### LISTED ENTRIES ###
use anyhow::{Context, Result};
use clap::Parser;
use dotnet_helper::{
    cli::{Cli, Commands},
    config::Config,
    invoke::join_arguments,
    constants::DOTNET_APP_NAME,
    locate::{is_bare_command, DotnetLocator},
    DotnetHelper, InvocationOutcome,
};
use std::path::PathBuf;
use tracing::{debug, info, warn};
use tracing_subscriber::EnvFilter;

fn main() -> Result<()> {
    let cli = Cli::parse();

    // Initialize logging to stderr
    let filter = if cli.verbose {
        EnvFilter::new("debug")
    } else {
        EnvFilter::new("info")
    };
    tracing_subscriber::fmt()
        .with_env_filter(filter)
        .with_writer(std::io::stderr)
        .init();

    let config = match &cli.config {
        Some(path) => Config::from_file(path)?,
        None => Config::load()?,
    };
    debug!("Using config: {:?}", config);

    let helper = DotnetHelper::from_config(DotnetLocator::new(), &config);

    match cli.command {
        Commands::Restore { path, quiet, shell } => {
            let project_path = path.unwrap_or_else(|| PathBuf::from("."));
            let outcome = helper.run_restore(&project_path, quiet, shell);
            check("restore", outcome)?;
        }
        Commands::Publish {
            path,
            output,
            framework,
            shell,
        } => {
            let project_path = path.unwrap_or_else(|| PathBuf::from("."));
            let framework = framework.unwrap_or_default();
            let outcome = helper.run_publish(&project_path, &output, &framework, shell);
            check("publish", outcome)?;
            info!("Published to {}", output.display());
        }
        Commands::Exec { dir, args } => {
            let working_dir = dir.unwrap_or_else(|| PathBuf::from("."));
            let argument = join_arguments(&args).context("Failed to build SDK arguments")?;
            let invocation = helper.build_start_info(&working_dir, &argument);
            let outcome = invocation.execute(config.publish_timeout());
            check("exec", outcome)?;
        }
        Commands::Locate => {
            let executable = helper.dotnet_executable();
            if is_bare_command(&executable) {
                match which::which(DOTNET_APP_NAME) {
                    Ok(found) => info!(
                        "No SDK install directory found; PATH resolves to {}",
                        found.display()
                    ),
                    Err(_) => warn!(
                        "No SDK install directory found and {} is not on PATH",
                        DOTNET_APP_NAME
                    ),
                }
            }
            // Print only the executable to stdout
            println!("{}", executable.display());
        }
        Commands::Version => {
            println!("dotnet-helper {}", env!("CARGO_PKG_VERSION"));
        }
    }

    Ok(())
}

fn check(operation: &str, outcome: InvocationOutcome) -> Result<()> {
    if outcome.success() {
        return Ok(());
    }
    anyhow::bail!("dotnet {} failed: {}", operation, outcome)
}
###
= EXERCISE REQUIREMENTS =
Exact copies are needed of the line with "let framework = framework.unwrap_or_default();" and each line after it through the end of the material above.

= WRITTEN SOLUTION =
            let framework = framework.unwrap_or_default();
            let outcome = helper.run_publish(&project_path, &output, &framework, shell);
            check("publish", outcome)?;
            info!("Published to {}", output.display());
        }
        Commands::Exec { dir, args } => {
            let working_dir = dir.unwrap_or_else(|| PathBuf::from("."));
            let argument = join_arguments(&args).context("Failed to build SDK arguments")?;
            let invocation = helper.build_start_info(&working_dir, &argument);
            let outcome = invocation.execute(config.publish_timeout());
            check("exec", outcome)?;
        }
        Commands::Locate => {
            let executable = helper.dotnet_executable();
            if is_bare_command(&executable) {
                match which::which(DOTNET_APP_NAME) {
                    Ok(found) => info!(
                        "No SDK install directory found; PATH resolves to {}",
                        found.display()
                    ),
                    Err(_) => warn!(
                        "No SDK install directory found and {} is not on PATH",
                        DOTNET_APP_NAME
                    ),
                }
            }
            // Print only the executable to stdout
            println!("{}", executable.display());
        }
        Commands::Version => {
            println!("dotnet-helper {}", env!("CARGO_PKG_VERSION"));
        }
    }

    Ok(())
}

fn check(operation: &str, outcome: InvocationOutcome) -> Result<()> {
    if outcome.success() {
        return Ok(());
    }
    anyhow::bail!("dotnet {} failed: {}", operation, outcome)
}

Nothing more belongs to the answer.